Tanımlar uzayıp gidiyor ancak aile şirketleri mülkiyet baz olarak alındığında üçe ayrılıyor. Bunlar; 'Tek Patron', 'Kardeş Ortaklığı' ve 'Kuzenler Konsorsiyumu'.
ABD'de ve diğer batı ülkelerinde aile şirketlerinin yüzde 75'i bir kişinin şirket kontrolünü elinde tuttuğu 'tek patron' özelliğini taşıyor. Bu tür aile şirketlerinin en temel sorunu yeterli sermayeyi elde edebilmek. Genelde bu sorunu çözebilmek için 'halka arz' yöntemine başvuruluyor ancak bu birçok sorunu da beraberinde getiriyor. En önemlisi, aile özelliğini yitiriyor ve SPK'nın (Sermaye Piyasası Kurulu) gerektirdiği ek prosedürlerle kontrolün elden gitme olasılığı doğuyor. Cargill Inc. Yönetim Kurulu Üyesi James Cargill bu konuda şunları söylüyor; ‘‘Şirketinizi halka açtığınızda iki şey elde edersiniz; para ve dert. Cargill'de, her ikisinden de bolca var.‘‘
İki veya daha fazla kardeşin hisselerin çoğunluğuna ve kontrolüne sahip olmalarına 'Kardeş Ortaklığı' deniyor. ABD'de aile şirketlerinin yüzde 20'si kardeş ortaklığı. Bu sistemin temel sorunu hissedarlar arasında paylaşılan bir kontrol sistemi geliştirebilmek.
KUZENLER KONSORSİYUMU
Pek çok kuzenin hissedar olmasına 'Kuzenler Konsorsiyumu' deniyor. En önemli özelliği, şirkette çalışan ve çalışmayan hissedarlardan oluşması. Bu nedenle temel sorunu aile ve hissedarlar grubunun karmaşık yapısını yönetebilmek. Evlilikler, doğan çocuklarla büyüyen ve daha karmaşık hale gelen aileyle birlikte şirketin yönetimi zorlaşıyor. ABD'de bu özellikteki aile şirketlerinin oranı yalnızca yüzde 5.
Kırım, hissedarların gittikçe arttığı aile şirketlerinin hayatta kalmalarının tek yolunun çatışma yönetimi yapmaları olduğunu söylüyor; ‘‘Bu kadar fazla çıkar gruplarının olduğu yerde çatışma olmaması mümkün değil. Önemli olan çatışmayı nasıl yöneteceğini bilmek.‘‘
Çatışmayı yönetmek için bazı modeller var.

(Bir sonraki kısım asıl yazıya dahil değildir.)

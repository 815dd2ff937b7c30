//! winvol command-line front end.
//!
//! Thin clap wrapper over the `VolumeControl` facade.

use anyhow::{Context, Result};
use clap::{Parser, Subcommand};

use winvol_core::{ControlConfig, TargetDevice, VolumeControl};

#[derive(Parser, Debug)]
#[command(name = "winvol", version)]
#[command(about = "Control the Windows system volume via the bundled NirCmd utility")]
struct Args {
    /// Target audio device: default, speakers or headphones.
    #[arg(long, default_value = "default")]
    device: TargetDevice,

    /// Log each operation as it runs.
    #[arg(long)]
    verbose: bool,

    /// Kill the tool if it runs longer than this many seconds.
    #[arg(long)]
    timeout: Option<u64>,

    #[command(subcommand)]
    command: CliCommand,
}

#[derive(Subcommand, Debug)]
enum CliCommand {
    /// Set the volume to a percentage (0-100).
    Set { percent: u8 },
    /// Raise the volume by a percentage step.
    Up { step: u8 },
    /// Lower the volume by a percentage step.
    Down { step: u8 },
    /// Mute the target device.
    Mute,
    /// Unmute the target device.
    Unmute,
    /// Toggle the mute state.
    Toggle,
    /// Print the current volume percentage.
    Get {
        /// Print the answer as JSON.
        #[arg(long)]
        json: bool,
    },
    /// Print whether the target device is muted.
    Muted {
        /// Print the answer as JSON.
        #[arg(long)]
        json: bool,
    },
}

#[tokio::main]
async fn main() -> Result<()> {
    let args = Args::parse();

    // Initialize logging; --verbose raises the default level so the
    // facade's per-operation logs become visible.
    let default_level = if args.verbose {
        tracing::Level::DEBUG
    } else {
        tracing::Level::WARN
    };
    tracing_subscriber::fmt()
        .with_env_filter(
            tracing_subscriber::EnvFilter::from_default_env()
                .add_directive(default_level.into()),
        )
        .init();

    tracing::debug!("winvol v{}", winvol_core::VERSION);

    let config = ControlConfig {
        device: args.device,
        verbose: args.verbose,
        command_timeout_secs: args.timeout,
    };
    let control =
        VolumeControl::with_config(config).context("failed to initialize volume control")?;

    match args.command {
        CliCommand::Set { percent } => control.set_volume(percent).await?,
        CliCommand::Up { step } => control.increase_volume(step).await?,
        CliCommand::Down { step } => control.decrease_volume(step).await?,
        CliCommand::Mute => control.mute().await?,
        CliCommand::Unmute => control.unmute().await?,
        CliCommand::Toggle => control.toggle_mute().await?,
        CliCommand::Get { json } => {
            let volume = control.get_volume().await?;
            if json {
                println!("{}", serde_json::json!({ "volume": volume }));
            } else {
                println!("{}", volume);
            }
        }
        CliCommand::Muted { json } => {
            let muted = control.is_muted().await?;
            if json {
                println!("{}", serde_json::json!({ "muted": muted }));
            } else {
                println!("{}", muted);
            }
        }
    }

    Ok(())
}
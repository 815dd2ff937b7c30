//! Facade configuration.
//!
//! Everything here is per-instance: verbosity is a config value threaded
//! through the components instead of process-wide mutable state.

use serde::{Deserialize, Serialize};

use crate::protocol::TargetDevice;

/// Configuration for a [`VolumeControl`](crate::VolumeControl) instance.
#[derive(Debug, Clone, Serialize, Deserialize)]
pub struct ControlConfig {
    /// Device operations apply to until changed.
    #[serde(default)]
    pub device: TargetDevice,

    /// Emit informational logs for each operation. Warnings and errors
    /// are always emitted.
    #[serde(default)]
    pub verbose: bool,

    /// Kill the tool and fail the call if it runs longer than this many
    /// seconds. `None` (the default) waits indefinitely.
    #[serde(default)]
    pub command_timeout_secs: Option<u64>,
}

impl Default for ControlConfig {
    fn default() -> Self {
        Self {
            device: TargetDevice::DefaultRender,
            verbose: false,
            command_timeout_secs: None,
        }
    }
}
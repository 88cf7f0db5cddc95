// src/macros.rs
#[macro_export]
macro_rules! s {
    // String shorthand!

    // Zero-arg → String::new()
    () => {
        ::std::string::String::new()
    };
    // Any single expression — works for literals, consts, or vars
    ($expr:expr) => {
        ::std::string::String::from($expr)
    };
}

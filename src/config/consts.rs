// src/config/consts.rs

// Logging
pub const LOG_ENV: &str = "TABLEISH_LOG";

// Selectors used when the caller names none
pub const DEFAULT_ROW_SELECTOR: &str = "table tr";
pub const DEFAULT_CELL_SELECTOR: &str = "td, th";

// Span attributes
pub const ROWSPAN_ATTR: &str = "rowspan";
pub const COLSPAN_ATTR: &str = "colspan";
// Same upper bounds as the HTML table model; anything above is malformed
pub const MAX_COLSPAN: usize = 1_000;
pub const MAX_ROWSPAN: usize = 65_534;

// Input
pub const STDIN_MARKER: &str = "-";
// src/core/grid.rs
//! Grid assembly.
//!
//! Rows are laid down one at a time. Each cell takes the first free column
//! of the current row and reserves a `colspan × rowspan` rectangle; slots
//! reserved by a span from an earlier row are skipped, so later rows stay
//! aligned the way a browser lays the table out.

/// Rectangular table of cell text, one inner `Vec` per row.
pub type Grid = Vec<Vec<String>>;

#[derive(Clone, Debug, Default, PartialEq, Eq)]
enum Slot {
    /// Never written. Becomes `""` when the grid is finished.
    #[default]
    Vacant,
    /// Covered by a span whose value lives at the span origin.
    Spanned,
    Filled(String),
}

impl Slot {
    fn is_vacant(&self) -> bool {
        matches!(self, Slot::Vacant)
    }

    fn into_text(self) -> String {
        match self {
            Slot::Filled(text) => text,
            Slot::Vacant | Slot::Spanned => s!(),
        }
    }
}

#[derive(Debug, Default)]
pub struct GridBuilder {
    slots: Vec<Vec<Slot>>,
    // Per row: every column left of the cursor is occupied
    cursors: Vec<usize>,
    // Rows actually started
    row_count: usize,
    // Rows the grid will have; spans never reserve past this
    row_limit: usize,
}

impl GridBuilder {
    /// Builder for a grid of `rows` rows. Rowspans are clipped to that
    /// height, so memory stays proportional to what is actually emitted.
    pub fn with_rows(rows: usize) -> Self {
        Self {
            slots: Vec::with_capacity(rows),
            cursors: Vec::with_capacity(rows),
            row_count: 0,
            row_limit: rows,
        }
    }

    /// Start the next row. Returns its index.
    pub fn begin_row(&mut self) -> usize {
        let row = self.row_count;
        self.row_count += 1;
        self.row_limit = self.row_limit.max(self.row_count);
        self.ensure_rows(self.row_count);
        row
    }

    /// Place a cell in the current row at its first free column and return
    /// that column. Spans below 1 are treated as 1; a rowspan reaching past
    /// the last row is cut at the last row. Starts the first row if none
    /// has been started yet.
    pub fn place(&mut self, value: String, rowspan: usize, colspan: usize) -> usize {
        if self.row_count == 0 {
            self.begin_row();
        }
        let row = self.row_count - 1;
        let rowspan = rowspan.clamp(1, self.row_limit - row);
        let colspan = colspan.max(1);

        let col = self.next_free(row);
        self.ensure_rows(row + rowspan);

        for slots in &mut self.slots[row..row + rowspan] {
            if slots.len() < col + colspan {
                slots.resize(col + colspan, Slot::Vacant);
            }
            // Overlapping spans are malformed markup; first writer keeps the slot
            for slot in &mut slots[col..col + colspan] {
                if slot.is_vacant() {
                    *slot = Slot::Spanned;
                }
            }
        }
        self.slots[row][col] = Slot::Filled(value);
        col
    }

    pub fn row_count(&self) -> usize {
        self.row_count
    }

    /// Pad every row to the widest extent and turn placeholders into `""`.
    pub fn finish(self) -> Grid {
        let Self { mut slots, row_count, .. } = self;
        slots.truncate(row_count);

        let width = slots.iter().map(Vec::len).max().unwrap_or(0);
        logd!("grid assembled: {row_count} rows x {width} columns");

        slots
            .into_iter()
            .map(|row| {
                let mut out: Vec<String> = row.into_iter().map(Slot::into_text).collect();
                out.resize(width, s!());
                out
            })
            .collect()
    }

    fn ensure_rows(&mut self, n: usize) {
        if self.slots.len() < n {
            self.slots.resize_with(n, Vec::new);
            self.cursors.resize(n, 0);
        }
    }

    fn next_free(&mut self, row: usize) -> usize {
        let slots = &self.slots[row];
        let mut col = self.cursors[row];
        while slots.get(col).is_some_and(|s| !s.is_vacant()) {
            col += 1;
        }
        self.cursors[row] = col;
        col
    }
}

Örneğin, Aile Konseyi oluşturmak ve Aile Anayasası hazırlamak. Bunların amacı aileyi batmaya götürebilecek sorunların çıkmasını engellemek ve çıktığında nasıl halledileceğinin yöntemlerinin baştan belirlenmesi. Aile Konseyi yönetim kuruluyla aynı anlama gelmiyor. Şirkette görev alan, almayan tüm aile bireyleri 3 ya da 6 ayda bir toplanıyorlar. Konseyin kurulmasının amacı doğrudan iletişimi sağlamak ve dedikoduyu önlemek. Şirketle ilgili gelişmeler anlatılıyor böylece sürtüşmeler engelleniyor.
Aile Anayasası, çıkabilecek her türlü sorunu içeriyor. Kim hangi şartlarda işte çalışabilir, terfi etme kıstasları ne olmalı, başka bir şirkette ne kadar süre çalışmak gerekir, ikinci-üçüncü kuşak hangi okulları bitirmeli, gelinler ne kadar para çekebilir, biri evlendiğinde ona sermaye vermek gerekir mi?..
Ancak Anayasada üzerinde durulması gereken en önemli nokta, 'İşin bir sonraki kuşağa devredilmesi planı' (succession planning). Kırım, pek çok ailenin bu planlamayı yapmayarak kendiliğinden hallolması yolunu seçtiğini söylüyor; ‘‘En önemlisi bir sonraki lider kim olacak sorusunun cevabının verilebilmesi. Aile şirketlerinin batmalarında en önemli sebeplerden biri bu geçiş planının yapılmaması.‘‘
GEÇİŞ PLANI
Yapılan bir araştırmaya göre yazılı geçiş planı yapan şirketlerin oranları Almanya'da yüzde 15, ABD'de yüzde 25, Avustralya'da yüzde 11. Almanya'da yapılan bir araştırmaya göre ise aile şirketlerinde işin başında 20 yıldan fazla kalanların oranı yüzde 47, diğer şirketlerde bu oran yüzde 21. Ayrıca aile şirketlerinde 65 yaşından sonra işi bırakanların oranı yüzde 32, diğer şirketlerde ise yüzde 17.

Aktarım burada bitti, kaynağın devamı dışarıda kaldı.